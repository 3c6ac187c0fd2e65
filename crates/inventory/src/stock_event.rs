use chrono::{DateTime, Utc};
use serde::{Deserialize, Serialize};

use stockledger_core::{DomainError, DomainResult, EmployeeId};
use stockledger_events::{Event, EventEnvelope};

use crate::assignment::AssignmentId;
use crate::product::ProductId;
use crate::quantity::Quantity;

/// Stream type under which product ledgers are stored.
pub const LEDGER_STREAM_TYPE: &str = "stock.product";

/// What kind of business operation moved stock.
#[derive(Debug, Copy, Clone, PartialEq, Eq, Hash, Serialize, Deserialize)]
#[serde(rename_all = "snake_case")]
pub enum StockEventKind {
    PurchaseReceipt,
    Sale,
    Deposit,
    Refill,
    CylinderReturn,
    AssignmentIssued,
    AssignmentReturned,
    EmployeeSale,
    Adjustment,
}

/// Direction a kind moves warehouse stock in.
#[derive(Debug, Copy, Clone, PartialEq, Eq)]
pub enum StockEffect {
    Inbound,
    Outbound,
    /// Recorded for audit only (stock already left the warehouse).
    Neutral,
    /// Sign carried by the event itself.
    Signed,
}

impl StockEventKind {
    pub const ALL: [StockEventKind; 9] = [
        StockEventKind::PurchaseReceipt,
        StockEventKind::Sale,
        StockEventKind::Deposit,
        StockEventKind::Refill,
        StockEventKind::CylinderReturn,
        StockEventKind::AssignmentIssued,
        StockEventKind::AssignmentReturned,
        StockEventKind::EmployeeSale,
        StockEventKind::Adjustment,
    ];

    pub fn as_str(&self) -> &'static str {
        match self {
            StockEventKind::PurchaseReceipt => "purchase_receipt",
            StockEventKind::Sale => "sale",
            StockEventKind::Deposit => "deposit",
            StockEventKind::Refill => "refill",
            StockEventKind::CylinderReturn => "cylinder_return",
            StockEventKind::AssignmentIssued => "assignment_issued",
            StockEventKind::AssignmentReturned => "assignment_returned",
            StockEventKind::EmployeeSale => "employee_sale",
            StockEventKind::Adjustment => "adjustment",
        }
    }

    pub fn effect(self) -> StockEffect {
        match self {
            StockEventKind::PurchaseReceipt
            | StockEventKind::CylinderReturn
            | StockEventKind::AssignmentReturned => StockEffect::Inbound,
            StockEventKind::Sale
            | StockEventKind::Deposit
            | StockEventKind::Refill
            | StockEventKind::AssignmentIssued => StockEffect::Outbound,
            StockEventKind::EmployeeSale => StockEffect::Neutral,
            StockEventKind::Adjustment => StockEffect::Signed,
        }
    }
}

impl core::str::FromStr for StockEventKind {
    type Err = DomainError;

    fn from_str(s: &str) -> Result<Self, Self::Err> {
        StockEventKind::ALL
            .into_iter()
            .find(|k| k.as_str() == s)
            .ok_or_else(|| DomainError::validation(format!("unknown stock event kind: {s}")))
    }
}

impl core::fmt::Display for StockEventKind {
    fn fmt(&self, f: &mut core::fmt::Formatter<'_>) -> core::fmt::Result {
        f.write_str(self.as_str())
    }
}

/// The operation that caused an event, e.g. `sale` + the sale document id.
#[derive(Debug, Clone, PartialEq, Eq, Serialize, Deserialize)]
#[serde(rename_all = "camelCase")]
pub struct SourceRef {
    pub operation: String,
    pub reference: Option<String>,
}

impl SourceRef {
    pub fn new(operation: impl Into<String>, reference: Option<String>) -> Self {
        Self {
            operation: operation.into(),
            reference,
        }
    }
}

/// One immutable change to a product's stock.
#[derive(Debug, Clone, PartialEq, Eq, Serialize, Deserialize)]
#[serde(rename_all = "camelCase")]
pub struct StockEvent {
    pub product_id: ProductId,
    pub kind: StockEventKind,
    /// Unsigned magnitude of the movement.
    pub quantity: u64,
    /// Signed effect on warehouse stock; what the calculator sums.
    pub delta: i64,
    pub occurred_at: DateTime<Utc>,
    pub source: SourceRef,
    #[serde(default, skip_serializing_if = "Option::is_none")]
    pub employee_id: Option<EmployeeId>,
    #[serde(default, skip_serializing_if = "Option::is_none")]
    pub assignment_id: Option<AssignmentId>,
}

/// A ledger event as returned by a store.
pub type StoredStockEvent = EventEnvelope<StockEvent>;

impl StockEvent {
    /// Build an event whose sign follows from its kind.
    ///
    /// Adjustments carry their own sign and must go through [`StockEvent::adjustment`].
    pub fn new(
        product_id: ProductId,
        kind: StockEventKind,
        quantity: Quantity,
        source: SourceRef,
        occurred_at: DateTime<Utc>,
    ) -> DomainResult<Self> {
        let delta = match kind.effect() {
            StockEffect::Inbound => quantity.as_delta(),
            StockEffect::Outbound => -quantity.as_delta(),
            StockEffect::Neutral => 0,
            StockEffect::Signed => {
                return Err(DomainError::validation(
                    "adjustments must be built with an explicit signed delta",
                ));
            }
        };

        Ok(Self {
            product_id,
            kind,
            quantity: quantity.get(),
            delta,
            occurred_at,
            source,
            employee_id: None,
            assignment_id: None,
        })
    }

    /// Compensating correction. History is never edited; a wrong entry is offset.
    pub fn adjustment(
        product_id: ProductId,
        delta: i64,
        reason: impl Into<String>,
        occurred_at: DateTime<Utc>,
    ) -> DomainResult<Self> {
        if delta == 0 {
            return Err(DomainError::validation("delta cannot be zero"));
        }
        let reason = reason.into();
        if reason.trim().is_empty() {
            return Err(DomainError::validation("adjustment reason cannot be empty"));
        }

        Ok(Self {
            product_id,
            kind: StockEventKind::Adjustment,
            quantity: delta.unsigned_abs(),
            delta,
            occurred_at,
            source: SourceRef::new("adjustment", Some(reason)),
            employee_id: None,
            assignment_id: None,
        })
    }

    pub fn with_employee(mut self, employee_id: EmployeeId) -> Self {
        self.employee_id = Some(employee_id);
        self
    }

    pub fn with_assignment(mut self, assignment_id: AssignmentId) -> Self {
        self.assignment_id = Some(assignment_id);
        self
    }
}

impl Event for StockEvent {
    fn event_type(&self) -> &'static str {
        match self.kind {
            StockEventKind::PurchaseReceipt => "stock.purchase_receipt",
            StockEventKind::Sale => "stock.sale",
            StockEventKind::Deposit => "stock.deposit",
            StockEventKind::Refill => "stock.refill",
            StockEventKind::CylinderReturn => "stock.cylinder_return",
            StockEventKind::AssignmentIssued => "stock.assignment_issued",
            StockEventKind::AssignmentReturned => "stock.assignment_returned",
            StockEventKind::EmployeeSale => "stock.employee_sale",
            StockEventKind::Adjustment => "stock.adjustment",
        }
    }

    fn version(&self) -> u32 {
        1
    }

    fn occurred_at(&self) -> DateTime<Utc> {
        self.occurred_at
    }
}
==========
- To do
To answer, report how many lines of the listing contain the word "Copy", as a number with nothing else.

- Expected answer
2